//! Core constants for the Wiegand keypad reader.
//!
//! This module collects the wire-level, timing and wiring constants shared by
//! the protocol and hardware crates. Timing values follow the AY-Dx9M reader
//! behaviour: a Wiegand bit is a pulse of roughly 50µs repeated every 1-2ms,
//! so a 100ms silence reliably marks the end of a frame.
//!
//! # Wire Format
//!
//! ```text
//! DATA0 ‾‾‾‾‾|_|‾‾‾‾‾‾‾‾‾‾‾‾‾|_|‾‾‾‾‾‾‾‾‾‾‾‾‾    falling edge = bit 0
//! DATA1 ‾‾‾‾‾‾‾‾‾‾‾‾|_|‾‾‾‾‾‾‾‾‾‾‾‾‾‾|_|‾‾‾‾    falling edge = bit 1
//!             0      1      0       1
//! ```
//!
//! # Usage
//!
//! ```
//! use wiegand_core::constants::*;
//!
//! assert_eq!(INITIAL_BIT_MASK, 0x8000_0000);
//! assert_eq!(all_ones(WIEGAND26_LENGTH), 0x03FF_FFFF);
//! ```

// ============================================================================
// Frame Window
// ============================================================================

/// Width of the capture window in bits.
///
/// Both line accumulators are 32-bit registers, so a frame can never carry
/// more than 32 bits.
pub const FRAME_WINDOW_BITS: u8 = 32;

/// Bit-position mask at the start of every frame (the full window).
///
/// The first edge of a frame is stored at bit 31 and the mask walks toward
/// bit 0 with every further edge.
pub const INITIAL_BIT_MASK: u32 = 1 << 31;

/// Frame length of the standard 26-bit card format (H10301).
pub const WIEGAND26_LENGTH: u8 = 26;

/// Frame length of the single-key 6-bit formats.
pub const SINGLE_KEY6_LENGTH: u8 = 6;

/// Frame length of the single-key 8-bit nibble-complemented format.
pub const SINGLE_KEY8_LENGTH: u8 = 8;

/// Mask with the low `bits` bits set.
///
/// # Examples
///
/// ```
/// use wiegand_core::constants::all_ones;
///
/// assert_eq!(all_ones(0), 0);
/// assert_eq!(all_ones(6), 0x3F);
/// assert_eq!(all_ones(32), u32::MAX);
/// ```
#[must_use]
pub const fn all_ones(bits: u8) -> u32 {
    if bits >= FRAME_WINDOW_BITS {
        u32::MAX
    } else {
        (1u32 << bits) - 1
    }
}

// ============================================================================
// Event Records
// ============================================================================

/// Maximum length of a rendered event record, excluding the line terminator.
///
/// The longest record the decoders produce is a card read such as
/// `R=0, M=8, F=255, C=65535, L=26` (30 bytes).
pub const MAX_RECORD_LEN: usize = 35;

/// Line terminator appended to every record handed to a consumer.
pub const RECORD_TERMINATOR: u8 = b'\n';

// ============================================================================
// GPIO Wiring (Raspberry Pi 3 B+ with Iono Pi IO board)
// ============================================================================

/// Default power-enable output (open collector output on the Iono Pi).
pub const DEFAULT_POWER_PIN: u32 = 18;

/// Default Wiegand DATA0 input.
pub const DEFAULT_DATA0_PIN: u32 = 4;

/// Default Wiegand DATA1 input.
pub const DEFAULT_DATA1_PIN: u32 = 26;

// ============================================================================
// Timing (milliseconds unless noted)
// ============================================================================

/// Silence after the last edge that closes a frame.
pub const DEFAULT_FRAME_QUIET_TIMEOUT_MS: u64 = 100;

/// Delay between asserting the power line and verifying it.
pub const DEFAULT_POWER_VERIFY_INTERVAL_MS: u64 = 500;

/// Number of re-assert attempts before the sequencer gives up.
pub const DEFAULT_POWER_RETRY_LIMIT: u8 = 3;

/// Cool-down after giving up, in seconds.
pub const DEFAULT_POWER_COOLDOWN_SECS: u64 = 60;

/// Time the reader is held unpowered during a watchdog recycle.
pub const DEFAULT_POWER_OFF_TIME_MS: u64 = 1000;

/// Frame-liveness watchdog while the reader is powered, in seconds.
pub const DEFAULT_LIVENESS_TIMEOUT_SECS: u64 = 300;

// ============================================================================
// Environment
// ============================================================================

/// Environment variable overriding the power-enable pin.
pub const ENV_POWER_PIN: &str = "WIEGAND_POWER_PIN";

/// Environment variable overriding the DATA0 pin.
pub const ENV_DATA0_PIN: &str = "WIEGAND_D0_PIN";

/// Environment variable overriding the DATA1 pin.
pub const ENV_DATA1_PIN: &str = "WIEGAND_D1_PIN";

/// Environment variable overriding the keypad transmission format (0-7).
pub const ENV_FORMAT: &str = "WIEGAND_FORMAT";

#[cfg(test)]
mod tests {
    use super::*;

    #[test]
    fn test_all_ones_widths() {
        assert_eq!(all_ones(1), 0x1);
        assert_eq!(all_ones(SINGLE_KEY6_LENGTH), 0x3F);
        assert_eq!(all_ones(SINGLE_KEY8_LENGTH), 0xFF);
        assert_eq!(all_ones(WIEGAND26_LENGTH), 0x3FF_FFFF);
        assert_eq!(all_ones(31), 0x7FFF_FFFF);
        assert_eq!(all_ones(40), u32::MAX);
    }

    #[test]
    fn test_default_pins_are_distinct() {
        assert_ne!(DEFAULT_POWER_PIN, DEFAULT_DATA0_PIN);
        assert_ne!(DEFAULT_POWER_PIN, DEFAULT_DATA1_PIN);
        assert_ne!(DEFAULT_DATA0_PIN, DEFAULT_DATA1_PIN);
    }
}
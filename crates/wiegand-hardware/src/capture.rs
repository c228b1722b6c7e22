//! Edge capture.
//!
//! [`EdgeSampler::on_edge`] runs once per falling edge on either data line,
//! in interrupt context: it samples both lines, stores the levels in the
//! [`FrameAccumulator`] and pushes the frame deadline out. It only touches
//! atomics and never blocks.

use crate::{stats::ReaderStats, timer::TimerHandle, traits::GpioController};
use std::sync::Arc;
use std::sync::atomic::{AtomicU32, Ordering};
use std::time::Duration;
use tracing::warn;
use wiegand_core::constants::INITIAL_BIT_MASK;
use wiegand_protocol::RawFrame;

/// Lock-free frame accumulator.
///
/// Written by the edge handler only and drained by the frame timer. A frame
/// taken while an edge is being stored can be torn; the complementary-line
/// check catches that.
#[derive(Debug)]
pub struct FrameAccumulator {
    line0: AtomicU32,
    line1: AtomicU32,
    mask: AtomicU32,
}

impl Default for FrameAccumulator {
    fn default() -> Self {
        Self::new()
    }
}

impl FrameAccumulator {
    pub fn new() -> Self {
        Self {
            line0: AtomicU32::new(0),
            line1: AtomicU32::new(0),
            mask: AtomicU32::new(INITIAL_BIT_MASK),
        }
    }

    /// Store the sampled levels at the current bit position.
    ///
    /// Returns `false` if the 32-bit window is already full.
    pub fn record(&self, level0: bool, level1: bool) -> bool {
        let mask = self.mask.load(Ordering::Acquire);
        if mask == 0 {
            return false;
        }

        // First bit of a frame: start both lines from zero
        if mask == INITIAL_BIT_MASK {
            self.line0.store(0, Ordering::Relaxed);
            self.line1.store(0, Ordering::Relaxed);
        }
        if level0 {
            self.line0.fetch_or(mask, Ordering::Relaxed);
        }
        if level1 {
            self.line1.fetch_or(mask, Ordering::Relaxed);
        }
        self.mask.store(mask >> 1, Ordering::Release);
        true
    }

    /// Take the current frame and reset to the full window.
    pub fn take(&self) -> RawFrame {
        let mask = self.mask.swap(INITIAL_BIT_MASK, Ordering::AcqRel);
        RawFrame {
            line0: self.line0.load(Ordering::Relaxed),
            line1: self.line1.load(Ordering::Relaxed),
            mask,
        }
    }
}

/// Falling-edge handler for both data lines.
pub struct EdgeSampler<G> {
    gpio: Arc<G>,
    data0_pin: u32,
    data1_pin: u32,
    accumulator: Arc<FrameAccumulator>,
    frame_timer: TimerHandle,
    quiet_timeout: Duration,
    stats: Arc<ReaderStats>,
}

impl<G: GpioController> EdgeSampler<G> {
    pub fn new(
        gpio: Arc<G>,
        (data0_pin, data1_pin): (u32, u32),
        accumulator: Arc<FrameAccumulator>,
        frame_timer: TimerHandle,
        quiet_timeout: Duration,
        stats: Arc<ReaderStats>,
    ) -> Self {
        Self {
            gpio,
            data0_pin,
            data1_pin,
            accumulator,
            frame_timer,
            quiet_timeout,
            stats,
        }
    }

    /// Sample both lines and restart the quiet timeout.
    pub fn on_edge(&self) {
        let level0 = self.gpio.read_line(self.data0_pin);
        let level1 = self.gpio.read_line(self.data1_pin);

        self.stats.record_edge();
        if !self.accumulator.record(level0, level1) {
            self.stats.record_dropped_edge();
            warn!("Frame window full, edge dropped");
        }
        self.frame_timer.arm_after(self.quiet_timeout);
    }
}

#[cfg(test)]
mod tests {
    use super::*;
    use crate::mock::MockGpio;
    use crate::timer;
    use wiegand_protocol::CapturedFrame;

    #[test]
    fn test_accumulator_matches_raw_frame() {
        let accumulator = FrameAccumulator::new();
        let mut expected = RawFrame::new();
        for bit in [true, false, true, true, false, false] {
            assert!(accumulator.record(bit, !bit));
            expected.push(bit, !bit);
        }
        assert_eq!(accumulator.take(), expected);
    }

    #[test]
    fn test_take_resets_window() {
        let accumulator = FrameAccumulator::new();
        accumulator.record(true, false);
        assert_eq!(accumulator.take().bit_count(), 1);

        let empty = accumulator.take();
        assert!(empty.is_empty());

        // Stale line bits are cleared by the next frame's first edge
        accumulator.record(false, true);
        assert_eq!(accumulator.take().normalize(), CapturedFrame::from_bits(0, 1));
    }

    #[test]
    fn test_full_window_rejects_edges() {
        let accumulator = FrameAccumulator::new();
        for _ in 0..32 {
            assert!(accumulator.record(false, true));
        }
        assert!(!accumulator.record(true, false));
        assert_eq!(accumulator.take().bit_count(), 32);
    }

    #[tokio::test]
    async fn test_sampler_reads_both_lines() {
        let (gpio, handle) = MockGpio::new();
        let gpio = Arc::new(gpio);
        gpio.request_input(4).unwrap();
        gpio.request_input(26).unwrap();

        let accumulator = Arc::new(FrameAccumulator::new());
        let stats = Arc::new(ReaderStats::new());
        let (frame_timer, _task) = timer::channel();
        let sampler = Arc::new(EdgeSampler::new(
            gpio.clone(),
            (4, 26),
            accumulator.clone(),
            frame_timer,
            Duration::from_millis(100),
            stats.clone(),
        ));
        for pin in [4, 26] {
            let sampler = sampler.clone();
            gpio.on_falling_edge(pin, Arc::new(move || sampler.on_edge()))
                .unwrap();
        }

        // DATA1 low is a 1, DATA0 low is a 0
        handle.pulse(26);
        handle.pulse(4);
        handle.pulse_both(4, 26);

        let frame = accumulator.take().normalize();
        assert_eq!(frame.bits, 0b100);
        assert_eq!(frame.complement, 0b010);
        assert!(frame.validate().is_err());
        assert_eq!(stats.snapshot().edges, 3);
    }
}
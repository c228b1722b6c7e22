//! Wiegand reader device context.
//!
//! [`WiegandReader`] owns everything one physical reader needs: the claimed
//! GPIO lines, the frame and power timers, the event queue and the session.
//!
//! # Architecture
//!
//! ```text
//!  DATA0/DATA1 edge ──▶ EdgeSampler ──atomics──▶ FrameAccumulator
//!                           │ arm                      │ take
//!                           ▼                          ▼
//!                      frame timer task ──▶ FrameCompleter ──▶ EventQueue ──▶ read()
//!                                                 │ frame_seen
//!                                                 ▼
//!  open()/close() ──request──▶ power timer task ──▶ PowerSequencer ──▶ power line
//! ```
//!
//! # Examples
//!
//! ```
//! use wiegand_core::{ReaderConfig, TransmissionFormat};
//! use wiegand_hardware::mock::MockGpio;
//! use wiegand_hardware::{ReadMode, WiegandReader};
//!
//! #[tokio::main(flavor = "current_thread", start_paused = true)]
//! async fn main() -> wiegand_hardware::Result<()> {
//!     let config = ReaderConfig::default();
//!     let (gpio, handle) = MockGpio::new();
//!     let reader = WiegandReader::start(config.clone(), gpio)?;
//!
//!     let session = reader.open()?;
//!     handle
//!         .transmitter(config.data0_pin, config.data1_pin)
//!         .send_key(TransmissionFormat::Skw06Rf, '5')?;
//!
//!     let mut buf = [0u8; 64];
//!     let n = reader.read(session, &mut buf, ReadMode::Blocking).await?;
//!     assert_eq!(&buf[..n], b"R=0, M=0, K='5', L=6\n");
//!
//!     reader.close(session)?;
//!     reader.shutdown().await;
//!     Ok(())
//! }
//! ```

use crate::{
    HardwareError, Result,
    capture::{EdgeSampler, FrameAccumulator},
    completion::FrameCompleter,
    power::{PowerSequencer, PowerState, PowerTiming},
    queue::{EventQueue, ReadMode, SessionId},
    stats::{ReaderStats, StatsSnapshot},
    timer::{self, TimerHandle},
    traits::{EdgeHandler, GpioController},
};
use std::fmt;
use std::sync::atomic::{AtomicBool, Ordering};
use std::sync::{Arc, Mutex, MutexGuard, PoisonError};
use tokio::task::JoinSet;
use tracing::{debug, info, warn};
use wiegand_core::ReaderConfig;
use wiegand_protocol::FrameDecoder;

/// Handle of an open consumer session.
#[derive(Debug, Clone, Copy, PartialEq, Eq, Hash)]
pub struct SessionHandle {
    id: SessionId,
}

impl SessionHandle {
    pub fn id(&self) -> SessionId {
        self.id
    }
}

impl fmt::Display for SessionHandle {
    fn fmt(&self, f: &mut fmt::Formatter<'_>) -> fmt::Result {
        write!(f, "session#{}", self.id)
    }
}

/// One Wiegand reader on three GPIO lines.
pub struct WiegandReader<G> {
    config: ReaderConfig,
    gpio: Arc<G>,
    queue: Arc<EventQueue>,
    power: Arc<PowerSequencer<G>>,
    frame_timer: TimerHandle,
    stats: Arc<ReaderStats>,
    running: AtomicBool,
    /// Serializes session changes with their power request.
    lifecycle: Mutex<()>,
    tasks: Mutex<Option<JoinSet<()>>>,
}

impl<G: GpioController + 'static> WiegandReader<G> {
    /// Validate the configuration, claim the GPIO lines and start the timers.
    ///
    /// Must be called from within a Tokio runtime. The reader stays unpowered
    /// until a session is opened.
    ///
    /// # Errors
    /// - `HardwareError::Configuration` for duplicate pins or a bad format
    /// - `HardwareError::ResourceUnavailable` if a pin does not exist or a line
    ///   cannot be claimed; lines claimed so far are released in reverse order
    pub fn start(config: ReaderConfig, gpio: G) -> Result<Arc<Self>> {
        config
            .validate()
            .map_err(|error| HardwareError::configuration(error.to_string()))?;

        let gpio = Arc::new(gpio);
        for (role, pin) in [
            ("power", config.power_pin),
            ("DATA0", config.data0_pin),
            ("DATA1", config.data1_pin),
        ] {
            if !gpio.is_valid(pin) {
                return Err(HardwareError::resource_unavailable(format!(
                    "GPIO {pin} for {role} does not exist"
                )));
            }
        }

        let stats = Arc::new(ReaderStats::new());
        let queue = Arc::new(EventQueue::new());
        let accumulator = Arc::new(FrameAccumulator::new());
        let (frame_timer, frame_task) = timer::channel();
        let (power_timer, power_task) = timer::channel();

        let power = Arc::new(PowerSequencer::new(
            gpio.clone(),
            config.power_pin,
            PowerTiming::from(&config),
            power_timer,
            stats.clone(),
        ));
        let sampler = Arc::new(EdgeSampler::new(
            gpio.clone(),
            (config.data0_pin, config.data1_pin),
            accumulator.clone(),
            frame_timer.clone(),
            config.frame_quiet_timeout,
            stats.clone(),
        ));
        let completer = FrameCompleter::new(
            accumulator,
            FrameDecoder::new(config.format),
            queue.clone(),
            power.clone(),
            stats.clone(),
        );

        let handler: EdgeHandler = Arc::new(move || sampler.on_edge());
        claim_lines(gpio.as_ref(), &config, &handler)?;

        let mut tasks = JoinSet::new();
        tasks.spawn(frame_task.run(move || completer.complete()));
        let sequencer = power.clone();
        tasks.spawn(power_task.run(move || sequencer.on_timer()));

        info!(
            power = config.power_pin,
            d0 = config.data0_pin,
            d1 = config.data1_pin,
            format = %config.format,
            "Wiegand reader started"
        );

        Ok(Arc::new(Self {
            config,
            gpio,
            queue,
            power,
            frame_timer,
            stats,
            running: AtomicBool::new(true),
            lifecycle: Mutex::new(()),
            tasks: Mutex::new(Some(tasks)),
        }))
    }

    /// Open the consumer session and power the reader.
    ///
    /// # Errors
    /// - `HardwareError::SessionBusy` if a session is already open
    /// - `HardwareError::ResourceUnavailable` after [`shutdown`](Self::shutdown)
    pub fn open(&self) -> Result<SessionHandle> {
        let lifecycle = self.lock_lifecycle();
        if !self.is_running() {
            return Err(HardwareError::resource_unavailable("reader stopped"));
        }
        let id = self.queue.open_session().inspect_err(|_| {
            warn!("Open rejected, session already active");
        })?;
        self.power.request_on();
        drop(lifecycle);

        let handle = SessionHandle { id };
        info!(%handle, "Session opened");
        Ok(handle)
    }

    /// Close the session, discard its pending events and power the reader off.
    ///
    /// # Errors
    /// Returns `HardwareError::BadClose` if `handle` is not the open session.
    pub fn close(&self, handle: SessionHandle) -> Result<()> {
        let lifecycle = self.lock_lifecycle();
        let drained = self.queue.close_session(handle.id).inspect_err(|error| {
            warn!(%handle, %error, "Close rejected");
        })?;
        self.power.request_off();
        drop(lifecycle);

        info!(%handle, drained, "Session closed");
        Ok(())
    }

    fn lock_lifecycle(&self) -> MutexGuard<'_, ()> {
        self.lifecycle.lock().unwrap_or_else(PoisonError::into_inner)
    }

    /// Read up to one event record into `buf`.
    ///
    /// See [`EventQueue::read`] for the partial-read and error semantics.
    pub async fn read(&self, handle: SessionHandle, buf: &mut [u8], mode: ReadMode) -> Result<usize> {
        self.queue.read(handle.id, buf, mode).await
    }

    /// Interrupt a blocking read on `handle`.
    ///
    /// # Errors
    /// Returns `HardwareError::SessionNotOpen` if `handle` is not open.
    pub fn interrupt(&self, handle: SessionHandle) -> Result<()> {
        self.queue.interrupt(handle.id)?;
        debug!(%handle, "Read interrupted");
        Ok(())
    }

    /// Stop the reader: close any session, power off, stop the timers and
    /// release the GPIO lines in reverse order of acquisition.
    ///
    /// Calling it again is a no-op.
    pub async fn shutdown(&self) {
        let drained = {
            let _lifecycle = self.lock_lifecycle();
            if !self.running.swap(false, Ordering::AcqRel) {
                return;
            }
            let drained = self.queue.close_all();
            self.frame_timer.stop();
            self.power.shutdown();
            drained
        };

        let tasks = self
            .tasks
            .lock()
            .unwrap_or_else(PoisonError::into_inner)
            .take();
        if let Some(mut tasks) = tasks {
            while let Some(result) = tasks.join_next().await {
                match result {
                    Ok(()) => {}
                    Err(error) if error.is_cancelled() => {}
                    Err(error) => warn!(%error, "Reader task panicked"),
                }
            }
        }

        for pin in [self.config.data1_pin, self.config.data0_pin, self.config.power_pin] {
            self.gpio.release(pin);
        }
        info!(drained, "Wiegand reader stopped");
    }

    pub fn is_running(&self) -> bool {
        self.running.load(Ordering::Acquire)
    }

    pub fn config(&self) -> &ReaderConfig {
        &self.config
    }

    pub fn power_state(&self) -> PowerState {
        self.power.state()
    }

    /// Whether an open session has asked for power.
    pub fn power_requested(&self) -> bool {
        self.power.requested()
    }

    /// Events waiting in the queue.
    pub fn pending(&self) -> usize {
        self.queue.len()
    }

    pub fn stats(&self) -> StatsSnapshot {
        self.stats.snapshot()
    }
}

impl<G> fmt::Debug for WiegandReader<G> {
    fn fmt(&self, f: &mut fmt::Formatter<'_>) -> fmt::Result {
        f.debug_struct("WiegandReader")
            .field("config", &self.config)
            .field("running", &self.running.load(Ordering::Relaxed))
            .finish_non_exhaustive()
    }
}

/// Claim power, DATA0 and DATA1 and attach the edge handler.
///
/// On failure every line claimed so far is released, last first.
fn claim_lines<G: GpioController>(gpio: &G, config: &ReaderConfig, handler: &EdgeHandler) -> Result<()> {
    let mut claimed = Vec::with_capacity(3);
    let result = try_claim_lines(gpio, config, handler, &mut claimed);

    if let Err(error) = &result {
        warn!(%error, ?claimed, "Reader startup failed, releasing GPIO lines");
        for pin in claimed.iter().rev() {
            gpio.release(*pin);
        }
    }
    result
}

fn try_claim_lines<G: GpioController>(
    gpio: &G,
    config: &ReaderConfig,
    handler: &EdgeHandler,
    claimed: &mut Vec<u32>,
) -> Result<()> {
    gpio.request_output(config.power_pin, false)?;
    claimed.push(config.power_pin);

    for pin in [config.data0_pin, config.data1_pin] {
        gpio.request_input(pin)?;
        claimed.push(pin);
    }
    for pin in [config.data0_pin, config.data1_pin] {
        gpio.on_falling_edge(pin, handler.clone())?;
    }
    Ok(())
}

# # # # #

### Task directions
Scan the lines above for "Some", then copy every one that has it.

### Reply
            tasks: Mutex::new(Some(tasks)),
        if let Some(mut tasks) = tasks {
            while let Some(result) = tasks.join_next().await {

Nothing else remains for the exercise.